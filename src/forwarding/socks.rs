//! SOCKS5 request parsing (RFC 1928), generic over the stream carrying the
//! negotiation. Shared by `socks` (negotiated over the local accepted
//! stream) and `socks-remote` (negotiated over the SSH-forwarded channel).
//! Only the `CONNECT` command and the no-auth method are supported, which is
//! all a tunnel manager needs.

use tokio::io::{AsyncRead, AsyncReadExt, AsyncWrite, AsyncWriteExt};

use crate::error::ManagerError;

mod wire {
    pub const VERSION: u8 = 0x05;
    pub const AUTH_NONE: u8 = 0x00;
    pub const AUTH_NO_ACCEPTABLE: u8 = 0xFF;
    pub const CMD_CONNECT: u8 = 0x01;
    pub const ATYP_IPV4: u8 = 0x01;
    pub const ATYP_DOMAIN: u8 = 0x03;
    pub const ATYP_IPV6: u8 = 0x04;
    pub const REP_SUCCESS: u8 = 0x00;
    pub const REP_HOST_UNREACHABLE: u8 = 0x04;
    pub const REP_CMD_NOT_SUPPORTED: u8 = 0x07;
    pub const REP_ADDR_NOT_SUPPORTED: u8 = 0x08;
}

/// A parsed `CONNECT` request: the destination the client asked for.
pub struct ConnectRequest {
    pub host: String,
    pub port: u16,
}

/// Run the greeting + request phases of a SOCKS5 negotiation on `stream`.
/// On success, the caller still owns `stream` and must send a reply via
/// [`reply`] once it knows whether the destination is reachable.
pub async fn read_connect_request<S>(stream: &mut S) -> Result<ConnectRequest, ManagerError>
where
    S: AsyncRead + AsyncWrite + Unpin,
{
    let mut buf = [0u8; 262];

    stream
        .read_exact(&mut buf[..2])
        .await
        .map_err(|e| ManagerError::Peer(format!("failed to read SOCKS5 greeting: {e}")))?;
    let version = buf[0];
    let nmethods = buf[1] as usize;
    if version != wire::VERSION {
        return Err(ManagerError::Peer(format!("unsupported SOCKS version: {version}")));
    }

    stream
        .read_exact(&mut buf[..nmethods])
        .await
        .map_err(|e| ManagerError::Peer(format!("failed to read SOCKS5 auth methods: {e}")))?;

    if !buf[..nmethods].contains(&wire::AUTH_NONE) {
        let _ = stream.write_all(&[wire::VERSION, wire::AUTH_NO_ACCEPTABLE]).await;
        return Err(ManagerError::Peer("client offered no acceptable SOCKS5 auth method".into()));
    }
    stream
        .write_all(&[wire::VERSION, wire::AUTH_NONE])
        .await
        .map_err(|e| ManagerError::Peer(format!("failed to send SOCKS5 auth reply: {e}")))?;

    stream
        .read_exact(&mut buf[..4])
        .await
        .map_err(|e| ManagerError::Peer(format!("failed to read SOCKS5 request: {e}")))?;
    let version = buf[0];
    let cmd = buf[1];
    let atyp = buf[3];
    if version != wire::VERSION {
        return Err(ManagerError::Peer("invalid SOCKS5 version in request".into()));
    }
    if cmd != wire::CMD_CONNECT {
        reply(stream, wire::REP_CMD_NOT_SUPPORTED).await?;
        return Err(ManagerError::Peer(format!("unsupported SOCKS5 command: {cmd}")));
    }

    let (host, port) = match atyp {
        wire::ATYP_IPV4 => {
            stream
                .read_exact(&mut buf[..6])
                .await
                .map_err(|e| ManagerError::Peer(format!("failed to read IPv4 address: {e}")))?;
            let ip = std::net::Ipv4Addr::new(buf[0], buf[1], buf[2], buf[3]);
            (ip.to_string(), u16::from_be_bytes([buf[4], buf[5]]))
        }
        wire::ATYP_DOMAIN => {
            stream
                .read_exact(&mut buf[..1])
                .await
                .map_err(|e| ManagerError::Peer(format!("failed to read domain length: {e}")))?;
            let len = buf[0] as usize;
            stream
                .read_exact(&mut buf[..len + 2])
                .await
                .map_err(|e| ManagerError::Peer(format!("failed to read domain: {e}")))?;
            let domain = String::from_utf8_lossy(&buf[..len]).into_owned();
            (domain, u16::from_be_bytes([buf[len], buf[len + 1]]))
        }
        wire::ATYP_IPV6 => {
            stream
                .read_exact(&mut buf[..18])
                .await
                .map_err(|e| ManagerError::Peer(format!("failed to read IPv6 address: {e}")))?;
            let ip = std::net::Ipv6Addr::new(
                u16::from_be_bytes([buf[0], buf[1]]),
                u16::from_be_bytes([buf[2], buf[3]]),
                u16::from_be_bytes([buf[4], buf[5]]),
                u16::from_be_bytes([buf[6], buf[7]]),
                u16::from_be_bytes([buf[8], buf[9]]),
                u16::from_be_bytes([buf[10], buf[11]]),
                u16::from_be_bytes([buf[12], buf[13]]),
                u16::from_be_bytes([buf[14], buf[15]]),
            );
            (ip.to_string(), u16::from_be_bytes([buf[16], buf[17]]))
        }
        other => {
            reply(stream, wire::REP_ADDR_NOT_SUPPORTED).await?;
            return Err(ManagerError::Peer(format!("unsupported SOCKS5 address type: {other}")));
        }
    };

    Ok(ConnectRequest { host, port })
}

/// Send a reply with the fixed `0.0.0.0:0` bound-address field; real SOCKS5
/// clients only care about the status byte for `CONNECT`.
pub async fn reply<S>(stream: &mut S, status: u8) -> Result<(), ManagerError>
where
    S: AsyncWrite + Unpin,
{
    let msg = [wire::VERSION, status, 0x00, wire::ATYP_IPV4, 0, 0, 0, 0, 0, 0];
    stream
        .write_all(&msg)
        .await
        .map_err(|e| ManagerError::Peer(format!("failed to send SOCKS5 reply: {e}")))
}

pub async fn reply_success<S>(stream: &mut S) -> Result<(), ManagerError>
where
    S: AsyncWrite + Unpin,
{
    reply(stream, wire::REP_SUCCESS).await
}

pub async fn reply_unreachable<S>(stream: &mut S) -> Result<(), ManagerError>
where
    S: AsyncWrite + Unpin,
{
    reply(stream, wire::REP_HOST_UNREACHABLE).await
}

#[cfg(test)]
mod tests {
    use super::*;
    use tokio::io::duplex;

    #[tokio::test]
    async fn parses_domain_connect_request() {
        let (mut client, mut server) = duplex(256);

        let request_task = tokio::spawn(async move { read_connect_request(&mut server).await });

        client.write_all(&[0x05, 0x01, 0x00]).await.unwrap();
        let mut greeting_reply = [0u8; 2];
        client.read_exact(&mut greeting_reply).await.unwrap();
        assert_eq!(greeting_reply, [0x05, 0x00]);

        let domain = b"example.org";
        let mut req = vec![0x05, 0x01, 0x00, 0x03, domain.len() as u8];
        req.extend_from_slice(domain);
        req.extend_from_slice(&443u16.to_be_bytes());
        client.write_all(&req).await.unwrap();

        let parsed = request_task.await.unwrap().unwrap();
        assert_eq!(parsed.host, "example.org");
        assert_eq!(parsed.port, 443);
    }

    #[tokio::test]
    async fn parses_ipv4_connect_request() {
        let (mut client, mut server) = duplex(256);
        let request_task = tokio::spawn(async move { read_connect_request(&mut server).await });

        client.write_all(&[0x05, 0x01, 0x00]).await.unwrap();
        let mut greeting_reply = [0u8; 2];
        client.read_exact(&mut greeting_reply).await.unwrap();

        let mut req = vec![0x05, 0x01, 0x00, 0x01];
        req.extend_from_slice(&[127, 0, 0, 1]);
        req.extend_from_slice(&8080u16.to_be_bytes());
        client.write_all(&req).await.unwrap();

        let parsed = request_task.await.unwrap().unwrap();
        assert_eq!(parsed.host, "127.0.0.1");
        assert_eq!(parsed.port, 8080);
    }

    #[tokio::test]
    async fn rejects_bind_command() {
        let (mut client, mut server) = duplex(256);
        let request_task = tokio::spawn(async move { read_connect_request(&mut server).await });

        client.write_all(&[0x05, 0x01, 0x00]).await.unwrap();
        let mut greeting_reply = [0u8; 2];
        client.read_exact(&mut greeting_reply).await.unwrap();

        // cmd = BIND (0x02)
        client.write_all(&[0x05, 0x02, 0x00, 0x01, 0, 0, 0, 0, 0, 0]).await.unwrap();

        assert!(request_task.await.unwrap().is_err());
    }
}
..........
WORK ORDER: For every line above that includes the string "Result", copy the line.

RESPONSE AREA:
pub async fn read_connect_request<S>(stream: &mut S) -> Result<ConnectRequest, ManagerError>
pub async fn reply<S>(stream: &mut S, status: u8) -> Result<(), ManagerError>
pub async fn reply_success<S>(stream: &mut S) -> Result<(), ManagerError>
pub async fn reply_unreachable<S>(stream: &mut S) -> Result<(), ManagerError>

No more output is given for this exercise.